Dashboard stack (optional)	Operator-facing validation of managed capabilities and route state.

Local-first boundary

For one planner process on one machine, local task storage is enough for normal orchestration cycles. Shared persistence is only needed when planners restart under supervisors, move hosts, or need cross-process task inspection.

Prerequisites

Docker and Docker Compose
Repo checkout with make targets available
Built binaries when running commands directly (make build)

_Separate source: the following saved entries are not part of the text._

//! Gravity and merge demo: a hundred grains around two heavy suns
//!
//! Bodies attract pairwise, overlapping bodies fuse (conserving area, mass,
//! and momentum), and the sub-step count follows the fastest body.
//!
//! Run with: cargo run --package marbles --example solar_merge

use marbles::collisions::{ContactLaw, ContactResponse};
use marbles::stepper::FrequencyMode;
use marbles::world::BodySpec;
use marbles::{SimConfig, Simulation};

fn main() {
    println!("Solar merge demo\n{}", "=".repeat(60));

    let config = SimConfig {
        g: 0.05,
        ..SimConfig::default()
    };
    let pipeline = config.standard_pipeline().with_law(ContactLaw::new(ContactResponse::Merge));
    let mut sim = Simulation::with_pipeline(config, pipeline, 2, FrequencyMode::Balanced);

    // two heavy suns drifting apart vertically
    sim.add_bodies(&[
        BodySpec::new(200.0, 350.0, 20.0, 1000.0, 0.0).with_velocity(0.0, -2.0),
        BodySpec::new(600.0, 350.0, 20.0, 1000.0, 0.0).with_velocity(0.0, 2.0),
    ])
    .unwrap();

    // a loose cloud of grains on a spiral
    let grains: Vec<BodySpec> = (0..100)
        .map(|i| {
            let angle = f64::from(i) * 0.37;
            let orbit = 80.0 + f64::from(i) * 2.5;
            let radius = 1.0 + f64::from(i % 7) * 0.8;
            BodySpec::new(
                400.0 + orbit * angle.cos(),
                350.0 + orbit * angle.sin(),
                radius,
                radius * radius,
                0.0,
            )
            .with_velocity(-angle.sin() * 2.0, angle.cos() * 2.0)
        })
        .collect();
    sim.add_bodies(&grains).unwrap();

    let initial_count = sim.bodies().len();
    let initial_mass: f64 = sim.bodies().iter().map(|b| b.mass).sum();
    println!("bodies: {initial_count}, total mass: {initial_mass:.1}\n");

    for frame in 0..500 {
        sim.advance_frame();
        if frame % 100 == 99 {
            println!(
                "frame {:3}: {:3} bodies, {:3} sub-steps, max speed {:.2}",
                frame + 1,
                sim.bodies().len(),
                sim.substeps(),
                sim.world().max_speed(),
            );
        }
    }

    let final_mass: f64 = sim.bodies().iter().map(|b| b.mass).sum();
    println!("\n{}", "=".repeat(60));
    println!(
        "{} bodies merged away; total mass {:.1} (conserved)",
        initial_count - sim.bodies().len(),
        final_mass,
    );
}
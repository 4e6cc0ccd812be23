//! Pointer-driven interaction laws
//!
//! All three laws share one capture rule and differ only in how they move
//! the gripped body: set its position outright, pull its velocity toward
//! the cursor, or load it like a slingshot.

use crate::body::BodyId;
use crate::laws::Law;
use crate::pointer::PointerState;
use crate::world::World;

/// Speed and acceleration magnitude below which a body counts as at rest
const REST_THRESHOLD: f64 = 0.5;

/// Shared capture state: which body the pointer is locked onto
///
/// The lock exists so a fast drag cannot slip off the body between
/// sub-steps: once acquired on the press instant it follows the pointer
/// until release, not the cursor-over-body test. The lock is an id, not a
/// reference; if the body dies the lookup fails and the lock is dropped.
#[derive(Debug, Default)]
struct Grip {
    locked: Option<BodyId>,
}

impl Grip {
    /// Advance the capture state machine for one sub-step
    ///
    /// Returns the id whose move rule should run, or `None`. On the
    /// just-pressed instant inside a body's bounds the grip locks on (the
    /// last hit in iteration order wins, matching draw order, so the body
    /// painted on top is the one grabbed). `captures` decides whether the
    /// locked body has normal integration suppressed while held.
    fn update(
        &mut self,
        world: &mut World,
        pointer: &PointerState,
        captures: bool,
    ) -> Option<BodyId> {
        if let Some(id) = self.locked {
            if world.get(id).map_or(true, |b| b.is_dead()) {
                self.locked = None;
            }
        }

        if pointer.pressed && pointer.just_pressed {
            let hit = world
                .live()
                .filter(|b| b.contains_point(pointer.position))
                .map(|b| b.id)
                .last();
            if let Some(id) = hit {
                self.lock(world, id, captures);
            }
        }

        if !pointer.pressed {
            self.release(world);
            return None;
        }
        self.locked
    }

    fn lock(&mut self, world: &mut World, id: BodyId, captures: bool) {
        if let Some(prev) = self.locked.take() {
            if prev != id {
                if let Some(body) = world.get_mut(prev) {
                    body.set_captured(false);
                }
            }
        }
        if let Some(body) = world.get_mut(id) {
            body.set_captured(captures);
        }
        self.locked = Some(id);
    }

    fn release(&mut self, world: &mut World) {
        if let Some(id) = self.locked.take() {
            if let Some(body) = world.get_mut(id) {
                body.set_captured(false);
            }
        }
    }
}

/// Drag the gripped body to the pointer position
///
/// The body is captured while held: its position is written directly and
/// its velocity becomes the position delta of this sub-step, an
/// instantaneous estimate rather than an integrated value, so releasing
/// mid-motion throws the body with the drag speed.
#[derive(Default)]
pub struct DirectDrag {
    grip: Grip,
}

impl DirectDrag {
    pub fn new() -> Self {
        Self::default()
    }

    pub fn locked(&self) -> Option<BodyId> {
        self.grip.locked
    }
}

impl Law for DirectDrag {
    fn apply(&mut self, world: &mut World, pointer: &PointerState) {
        let Some(id) = self.grip.update(world, pointer, true) else {
            return;
        };
        let Some(body) = world.get_mut(id) else {
            return;
        };
        let delta = pointer.position - body.position;
        body.velocity = delta;
        body.position = pointer.position;
    }
}

/// Pull the gripped body toward the pointer through its velocity
///
/// Does not capture: the velocity is set proportionally to the vector from
/// body to pointer and the position integrates normally next sub-step, so
/// the body trails the cursor with an eased feel.
pub struct EasedPull {
    pub easing: f64,
    grip: Grip,
}

impl EasedPull {
    pub fn new(easing: f64) -> Self {
        Self {
            easing,
            grip: Grip::default(),
        }
    }

    pub fn locked(&self) -> Option<BodyId> {
        self.grip.locked
    }
}

impl Law for EasedPull {
    fn apply(&mut self, world: &mut World, pointer: &PointerState) {
        let Some(id) = self.grip.update(world, pointer, false) else {
            return;
        };
        let Some(body) = world.get_mut(id) else {
            return;
        };
        body.velocity = (pointer.position - body.position) * self.easing;
    }
}

/// Load the gripped body like a slingshot band
///
/// Captures while held. Only a body at rest (or currently held) takes the
/// band: its velocity is set opposite the pull vector, scaled by the
/// elasticity. Past the configured edge length the band stops obeying
/// Hooke's law and the elasticity attenuates by the overshoot ratio, so a
/// longer pull stiffens and then gives instead of growing without bound.
pub struct Slingshot {
    pub elasticity: f64,
    pub edge: f64,
    grip: Grip,
}

impl Slingshot {
    pub fn new(elasticity: f64, edge: f64) -> Self {
        Self {
            elasticity,
            edge,
            grip: Grip::default(),
        }
    }

    pub fn locked(&self) -> Option<BodyId> {
        self.grip.locked
    }
}

impl Law for Slingshot {
    fn apply(&mut self, world: &mut World, pointer: &PointerState) {
        let Some(id) = self.grip.update(world, pointer, true) else {
            return;
        };
        let Some(body) = world.get_mut(id) else {
            return;
        };

        let at_rest =
            body.speed() < REST_THRESHOLD && body.acceleration.norm() < REST_THRESHOLD;
        if !(at_rest || body.is_captured()) {
            return;
        }

        let pull = pointer.position - body.position;
        let len = pull.norm();
        let mut elasticity = self.elasticity;
        if len > self.edge {
            elasticity /= len / self.edge;
        }
        body.velocity = -pull * (elasticity * 0.1);
    }
}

Path A: Fast Local Orchestration Validation

Run the standalone orchestration smoke sweep:

make smoke-tests-orchestration

This validates local planner-worker orchestration flows including:

task dispatch and status transitions
worker preflight and capacity behavior
resume/recovery paths covered by local orchestration smoke targets

If you want the complete local verification gate (lint, tests, and repeated orchestration smokes):

make verify-orchestration

If you want one scripted planner session instead of an interactive MCP client, run:

cat <<'EOF' | go run ./cmd/tools/mcp-stdio-call \
  --command "./bin/nfltr mcp --proxy-url https://nfltr.xyz"
{"tool":"list_worker_peers","arguments":{}}
EOF

Path B: Local Dashboard Orchestration Workflow

Start the local dashboard capabilities stack:

docker compose -f docker/docker-compose-smoke-dashboard-capabilities-dual-postgres.yaml \
  up --build -d postgres migration-job mock-oauth rpc-server-1 rpc-server-2 backend-1 backend-2 homelab-agent

Open the dashboard:

http://localhost:18080/dashboard
Sign in through the mock OAuth flow
Use Manage on an endpoint to stage capability intents

You can also run the same end-to-end dashboard capability check through the repo target:

make smoke-test-dashboard-capabilities-dual-postgres

Planner Preflight Pattern (Recommended)

Before fan-out or verification loops, keep local orchestration deterministic with this advisory sequence:

Run list_worker_peers to gather candidate workers and inspect their labels, tool name, and advertised slots.
Run ensure_worker_capacity to confirm enough ready workers are available for the plan you are about to dispatch.
Run probe_worker when live capacity matters before dispatching a more expensive task.
If there is shortage, run propose_managed_worker_intents to generate advisory payloads for manual approval and explicit upsert.

Advisory by default

The planner decides which worker should run a task. Capacity checks and intent proposals stay advisory until you explicitly execute managed-capability writes. Use rank_worker_peers only when you want one reusable compatibility ranking view, not as the only mainline worker-selection path.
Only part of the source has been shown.